#### TASK REQUIREMENTS
Could you filter the records below and return each line that holds "Deserialize"?
----- DATA -----
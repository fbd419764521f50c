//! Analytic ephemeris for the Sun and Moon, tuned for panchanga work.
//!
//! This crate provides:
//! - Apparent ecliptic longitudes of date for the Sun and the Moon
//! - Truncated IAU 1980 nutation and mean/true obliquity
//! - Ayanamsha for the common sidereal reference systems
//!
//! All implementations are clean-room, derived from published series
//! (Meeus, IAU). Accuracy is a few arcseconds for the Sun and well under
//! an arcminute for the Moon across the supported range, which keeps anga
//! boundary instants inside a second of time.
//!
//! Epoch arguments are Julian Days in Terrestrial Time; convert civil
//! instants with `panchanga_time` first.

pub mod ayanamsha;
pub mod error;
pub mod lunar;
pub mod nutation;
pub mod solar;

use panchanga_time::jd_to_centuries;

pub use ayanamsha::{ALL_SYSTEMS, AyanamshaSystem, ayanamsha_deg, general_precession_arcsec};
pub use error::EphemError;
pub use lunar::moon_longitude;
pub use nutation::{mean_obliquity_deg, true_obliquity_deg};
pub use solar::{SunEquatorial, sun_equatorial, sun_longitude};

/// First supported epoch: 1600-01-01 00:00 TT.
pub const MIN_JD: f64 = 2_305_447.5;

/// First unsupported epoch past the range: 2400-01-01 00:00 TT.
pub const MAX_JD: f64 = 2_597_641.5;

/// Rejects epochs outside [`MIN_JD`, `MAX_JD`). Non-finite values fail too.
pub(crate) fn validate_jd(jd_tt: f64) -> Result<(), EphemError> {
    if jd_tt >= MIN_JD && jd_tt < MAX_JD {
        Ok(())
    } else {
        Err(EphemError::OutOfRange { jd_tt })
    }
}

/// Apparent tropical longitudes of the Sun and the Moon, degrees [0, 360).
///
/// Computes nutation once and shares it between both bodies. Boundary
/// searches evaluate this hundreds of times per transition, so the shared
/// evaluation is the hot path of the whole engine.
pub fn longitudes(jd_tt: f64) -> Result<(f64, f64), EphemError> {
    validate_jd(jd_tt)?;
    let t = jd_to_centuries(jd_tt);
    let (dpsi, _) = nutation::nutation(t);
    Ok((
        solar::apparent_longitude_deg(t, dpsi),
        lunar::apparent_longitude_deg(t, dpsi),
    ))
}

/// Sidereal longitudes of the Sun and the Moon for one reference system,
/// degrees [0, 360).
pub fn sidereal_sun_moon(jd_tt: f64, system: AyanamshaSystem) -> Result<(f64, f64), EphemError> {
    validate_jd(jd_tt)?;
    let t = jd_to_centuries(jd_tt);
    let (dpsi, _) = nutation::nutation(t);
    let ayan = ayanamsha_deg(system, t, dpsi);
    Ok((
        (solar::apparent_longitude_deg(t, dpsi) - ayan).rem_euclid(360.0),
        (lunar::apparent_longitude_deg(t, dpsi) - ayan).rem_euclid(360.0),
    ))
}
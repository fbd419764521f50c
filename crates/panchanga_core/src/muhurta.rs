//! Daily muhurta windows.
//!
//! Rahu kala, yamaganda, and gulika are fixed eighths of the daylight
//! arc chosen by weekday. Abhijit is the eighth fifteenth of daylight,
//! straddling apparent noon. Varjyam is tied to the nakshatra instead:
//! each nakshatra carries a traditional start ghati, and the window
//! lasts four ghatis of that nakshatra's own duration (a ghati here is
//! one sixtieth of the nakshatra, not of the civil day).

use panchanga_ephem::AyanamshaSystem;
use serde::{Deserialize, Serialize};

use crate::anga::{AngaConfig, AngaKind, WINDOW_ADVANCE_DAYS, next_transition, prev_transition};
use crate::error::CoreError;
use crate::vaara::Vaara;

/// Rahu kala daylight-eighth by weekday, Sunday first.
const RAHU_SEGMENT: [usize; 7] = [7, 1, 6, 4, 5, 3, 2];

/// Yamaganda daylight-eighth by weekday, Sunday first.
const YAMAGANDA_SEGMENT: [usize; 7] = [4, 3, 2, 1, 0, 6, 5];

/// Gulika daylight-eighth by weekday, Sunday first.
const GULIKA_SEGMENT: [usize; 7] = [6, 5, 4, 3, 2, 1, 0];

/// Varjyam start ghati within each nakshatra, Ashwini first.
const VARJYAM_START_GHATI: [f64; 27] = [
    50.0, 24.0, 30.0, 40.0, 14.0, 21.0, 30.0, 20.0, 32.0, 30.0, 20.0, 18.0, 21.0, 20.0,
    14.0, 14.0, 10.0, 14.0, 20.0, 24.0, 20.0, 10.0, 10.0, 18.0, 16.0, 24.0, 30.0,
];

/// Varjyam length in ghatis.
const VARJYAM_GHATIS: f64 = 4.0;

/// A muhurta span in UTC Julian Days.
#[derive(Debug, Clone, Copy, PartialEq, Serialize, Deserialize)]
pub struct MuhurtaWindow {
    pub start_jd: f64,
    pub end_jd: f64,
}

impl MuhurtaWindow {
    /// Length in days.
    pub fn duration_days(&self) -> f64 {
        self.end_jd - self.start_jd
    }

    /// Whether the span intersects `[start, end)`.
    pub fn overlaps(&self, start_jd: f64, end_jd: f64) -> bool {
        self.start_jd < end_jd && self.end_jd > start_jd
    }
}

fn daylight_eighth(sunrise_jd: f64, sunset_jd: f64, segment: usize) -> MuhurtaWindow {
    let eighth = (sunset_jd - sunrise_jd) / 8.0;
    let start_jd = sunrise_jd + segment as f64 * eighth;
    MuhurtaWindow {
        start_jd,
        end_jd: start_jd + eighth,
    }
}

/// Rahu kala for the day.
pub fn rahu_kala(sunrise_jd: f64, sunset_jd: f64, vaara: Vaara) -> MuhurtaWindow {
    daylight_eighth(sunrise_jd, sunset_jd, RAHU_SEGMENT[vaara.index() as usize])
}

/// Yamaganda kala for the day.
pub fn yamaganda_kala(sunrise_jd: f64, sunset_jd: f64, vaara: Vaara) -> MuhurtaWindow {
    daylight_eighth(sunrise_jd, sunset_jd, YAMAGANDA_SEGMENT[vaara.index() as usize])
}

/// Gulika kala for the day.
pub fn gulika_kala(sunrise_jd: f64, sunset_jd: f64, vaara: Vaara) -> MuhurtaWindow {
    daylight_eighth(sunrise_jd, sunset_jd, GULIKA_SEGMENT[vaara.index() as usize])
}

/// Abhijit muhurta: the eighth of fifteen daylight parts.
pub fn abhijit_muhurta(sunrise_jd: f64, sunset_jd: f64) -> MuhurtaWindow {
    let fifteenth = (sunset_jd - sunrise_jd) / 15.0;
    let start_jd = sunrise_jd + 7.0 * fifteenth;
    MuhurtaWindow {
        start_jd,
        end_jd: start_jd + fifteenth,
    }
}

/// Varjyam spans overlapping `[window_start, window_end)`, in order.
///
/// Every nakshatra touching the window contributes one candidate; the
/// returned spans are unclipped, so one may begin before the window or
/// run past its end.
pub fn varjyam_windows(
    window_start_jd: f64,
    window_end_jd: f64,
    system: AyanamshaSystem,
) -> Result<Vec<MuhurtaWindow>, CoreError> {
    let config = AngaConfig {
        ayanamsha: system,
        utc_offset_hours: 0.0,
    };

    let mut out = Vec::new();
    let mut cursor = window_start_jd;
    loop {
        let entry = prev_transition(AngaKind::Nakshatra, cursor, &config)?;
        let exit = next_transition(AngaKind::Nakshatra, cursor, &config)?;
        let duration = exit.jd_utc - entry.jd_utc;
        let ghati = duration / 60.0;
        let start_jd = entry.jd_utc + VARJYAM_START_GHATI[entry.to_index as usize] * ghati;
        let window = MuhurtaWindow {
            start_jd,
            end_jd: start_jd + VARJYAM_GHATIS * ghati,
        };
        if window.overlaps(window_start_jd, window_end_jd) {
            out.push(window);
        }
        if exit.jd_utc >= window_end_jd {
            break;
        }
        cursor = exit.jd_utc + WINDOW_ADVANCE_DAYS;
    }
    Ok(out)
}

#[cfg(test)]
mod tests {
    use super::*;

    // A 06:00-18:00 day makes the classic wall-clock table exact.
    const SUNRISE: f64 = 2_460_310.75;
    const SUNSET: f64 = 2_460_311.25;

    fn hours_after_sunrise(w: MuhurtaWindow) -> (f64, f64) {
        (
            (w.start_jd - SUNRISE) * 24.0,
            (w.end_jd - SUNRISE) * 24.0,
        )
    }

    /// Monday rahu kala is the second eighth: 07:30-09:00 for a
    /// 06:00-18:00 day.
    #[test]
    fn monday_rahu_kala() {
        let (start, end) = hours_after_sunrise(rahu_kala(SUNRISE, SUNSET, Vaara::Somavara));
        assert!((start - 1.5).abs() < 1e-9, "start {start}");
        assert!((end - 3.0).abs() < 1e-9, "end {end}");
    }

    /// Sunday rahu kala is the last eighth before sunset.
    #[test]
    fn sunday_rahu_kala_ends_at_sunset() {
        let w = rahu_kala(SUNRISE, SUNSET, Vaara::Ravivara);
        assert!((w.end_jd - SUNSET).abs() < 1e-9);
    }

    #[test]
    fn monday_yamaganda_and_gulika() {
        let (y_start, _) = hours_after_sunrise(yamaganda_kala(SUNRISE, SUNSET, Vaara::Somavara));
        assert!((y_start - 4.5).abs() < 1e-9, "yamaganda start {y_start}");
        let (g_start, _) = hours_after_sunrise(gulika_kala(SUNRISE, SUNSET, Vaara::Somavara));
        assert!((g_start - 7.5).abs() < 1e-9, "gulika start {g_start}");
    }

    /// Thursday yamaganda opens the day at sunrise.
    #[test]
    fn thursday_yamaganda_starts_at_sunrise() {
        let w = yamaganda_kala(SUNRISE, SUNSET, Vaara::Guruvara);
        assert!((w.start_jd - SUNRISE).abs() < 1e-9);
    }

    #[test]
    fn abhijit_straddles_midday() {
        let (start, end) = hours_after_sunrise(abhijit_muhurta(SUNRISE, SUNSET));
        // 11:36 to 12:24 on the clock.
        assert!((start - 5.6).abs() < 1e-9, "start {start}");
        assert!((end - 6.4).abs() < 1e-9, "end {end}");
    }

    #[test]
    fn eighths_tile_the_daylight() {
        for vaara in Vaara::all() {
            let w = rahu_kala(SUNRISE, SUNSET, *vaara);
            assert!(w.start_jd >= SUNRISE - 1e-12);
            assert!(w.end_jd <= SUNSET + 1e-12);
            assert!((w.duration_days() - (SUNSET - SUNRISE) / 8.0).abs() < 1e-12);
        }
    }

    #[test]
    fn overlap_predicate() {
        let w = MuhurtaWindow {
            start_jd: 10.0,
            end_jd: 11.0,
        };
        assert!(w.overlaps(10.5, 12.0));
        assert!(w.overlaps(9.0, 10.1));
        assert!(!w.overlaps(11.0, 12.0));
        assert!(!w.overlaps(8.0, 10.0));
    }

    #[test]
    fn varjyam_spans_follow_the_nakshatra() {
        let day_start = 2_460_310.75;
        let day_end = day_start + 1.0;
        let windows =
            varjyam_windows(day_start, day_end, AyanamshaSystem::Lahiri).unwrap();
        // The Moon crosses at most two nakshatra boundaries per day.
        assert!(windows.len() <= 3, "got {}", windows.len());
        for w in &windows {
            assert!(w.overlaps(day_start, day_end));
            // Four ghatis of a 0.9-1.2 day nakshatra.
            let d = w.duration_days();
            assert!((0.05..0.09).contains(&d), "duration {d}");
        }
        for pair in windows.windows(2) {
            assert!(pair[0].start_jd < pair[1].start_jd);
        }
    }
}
-----
#### PROBLEM SOLUTION
use serde::{Deserialize, Serialize};
#[derive(Debug, Clone, Copy, PartialEq, Serialize, Deserialize)]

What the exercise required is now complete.